The album is essentially perfect with absolutely no filler. If there’s only one Japanese album you decide to listen to from 2018, it better be this one. I can’t recommend it enough.

Spotify, Apple Music

Ayano Kaneko – Shukusai

ayano kaneko

Ayano’s first album in 3 years is a warm and comfortable indie folk/rock record. Like her previous work this record has an old soul with modern sensibilities. The 2nd half of this record especially has a few very old school sounding rockers that will get your head bobbing and your feet tapping like a kid a woodstock. Shukusai isn’t as cute as previous efforts which is a disappointing, but I can’t deny that I didn’t have a great time listening to this album.

Spotify, Apple Music

Gacharic Spin – G-litter

gacharic spin

As always Gacharic Spin have released another solid high-energy rock/metal pop fusion record. One thing that has always given this band an edge over other all female metal bands is their confidence in their femininity. While many other all female metal bands get dolled up in frilly dresses, they put on a masculine facade musically to compete with the male dominated metal scene. Gacharic Spin skips the competition altogether by making very cute and girly music with lots of heavy flourishes. It certainly rocks hard, quite often in fact, but it definitely sounds like it was written by women unlike many of these other girl bands who could easily replace the vocalist with a greasy long haired dude without making a huge difference to the sound. Their unique multi-vocalist approach and their obvious “don’t take us seriously” attitude is also very refreshing.

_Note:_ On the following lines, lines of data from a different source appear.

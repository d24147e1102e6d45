//! Varint and tag decoding.
//!
//! Varints are decoded without an upper bound on their width. Without a
//! schema, a length-delimited string is sometimes misread as a run of varint
//! bytes, and the value coercer later turns that oversized integer back into
//! text, so no bits may be dropped here.

use crate::error::{Error, Result};
use num_bigint::BigUint;
use num_traits::{ToPrimitive, Zero};
use std::fmt;

/// Protobuf wire types
#[derive(Debug, Clone, Copy, PartialEq, Eq)]
#[repr(u8)]
pub enum WireType {
    /// Variable-length integer
    Varint = 0,
    /// 64-bit fixed-width
    I64 = 1,
    /// Length-delimited (strings, bytes, embedded messages)
    Len = 2,
    /// Start group (deprecated)
    StartGroup = 3,
    /// End group (deprecated)
    EndGroup = 4,
    /// 32-bit fixed-width
    I32 = 5,
}

impl TryFrom<u8> for WireType {
    type Error = Error;

    fn try_from(value: u8) -> Result<Self> {
        match value {
            0 => Ok(WireType::Varint),
            1 => Ok(WireType::I64),
            2 => Ok(WireType::Len),
            3 => Ok(WireType::StartGroup),
            4 => Ok(WireType::EndGroup),
            5 => Ok(WireType::I32),
            _ => Err(Error::UnsupportedWireType {
                offset: 0,
                wire_type: value,
            }),
        }
    }
}

/// Unsigned integer of unbounded width
#[derive(Debug, Clone, Default, PartialEq, Eq, Hash, PartialOrd, Ord)]
pub struct VarUint(BigUint);

impl VarUint {
    /// Returns the value as `u64` if it fits
    pub fn to_u64(&self) -> Option<u64> {
        self.0.to_u64()
    }

    /// Returns the value as `usize`, saturating at `usize::MAX`
    pub fn to_usize_saturating(&self) -> usize {
        self.0.to_usize().unwrap_or(usize::MAX)
    }

    /// Number of significant bits (zero for the value zero)
    pub fn bit_length(&self) -> u64 {
        self.0.bits()
    }

    /// Returns true if the value is zero
    pub fn is_zero(&self) -> bool {
        self.0.is_zero()
    }

    /// Minimal little-endian encoding, at least one byte long
    pub fn to_le_bytes(&self) -> Vec<u8> {
        self.0.to_bytes_le()
    }

    /// The underlying big integer
    pub fn as_biguint(&self) -> &BigUint {
        &self.0
    }
}

impl From<u64> for VarUint {
    fn from(value: u64) -> Self {
        Self(BigUint::from(value))
    }
}

impl From<BigUint> for VarUint {
    fn from(value: BigUint) -> Self {
        Self(value)
    }
}

impl fmt::Display for VarUint {
    fn fmt(&self, f: &mut fmt::Formatter<'_>) -> fmt::Result {
        fmt::Display::fmt(&self.0, f)
    }
}

/// Decode a varint starting at `pos`.
///
/// Returns the decoded value and the position just past its last byte.
/// Running out of input before the terminating byte is an error.
pub fn decode_varint(data: &[u8], pos: usize) -> Result<(VarUint, usize)> {
    let mut value = BigUint::zero();
    let mut shift = 0usize;
    let mut cursor = pos;

    loop {
        let byte = *data.get(cursor).ok_or_else(|| Error::varint_decode(cursor))?;
        cursor += 1;
        value |= BigUint::from(byte & 0x7F) << shift;
        if byte & 0x80 == 0 {
            break;
        }
        shift += 7;
    }

    Ok((VarUint(value), cursor))
}

/// Split a field key into `(field_number, wire_type)`.
///
/// The field number keeps the full width of the key. The wire type is
/// returned raw; values 6 and 7 are rejected later by [`WireType::try_from`].
pub fn decode_tag(key: &VarUint) -> (VarUint, u8) {
    let wire_type = key.0.iter_u32_digits().next().unwrap_or(0) & 0x7;
    (VarUint(&key.0 >> 3u32), wire_type as u8)
}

G-litter is quite corny and I’d argue that not every decision makes a successful landing, but the sheer number of sounds and genres fused in this album makes it a really fun listen. I don’t think I will ever get sick of this band.

Spotify, Apple Music

Urbangarde – Shoujo Fiction


Like a lot of big Japanese releases Urbangarde’s Shoujo Fiction is bloated with too much going on and a muddy production. However, I think that’s the point. Since their inception, Urbangarde has taken a satirical approach to represent otaku and young adult culture. The band has even referred to their sound as “Tokyo Virginity Pop” and “Trauma Techno Pop“.

Its kind of a beautiful mess. Like the aforementioned Gacharic Spin, Urbangarde jumps stylistically all over the place between heavy metal to electropop to traditional pop ballads and more. Another similarity to Gacharic Spin is the frequent vocal trade-offs. Lead vocalist Yoko Hamasaki has a traditional Showa-esque voice, while Temma Matsunaga has a very atypical goofy style. Its pretty impressive how it all comes together despite sounding like a terrible idea on paper.

One warning is that its pretty tiring listening to the entire record in one go, so you might want to break it up into multiple listening sessions.

Spotify, Apple Music

Vampillia – Happiness Brought by Endless Sorrow [EP]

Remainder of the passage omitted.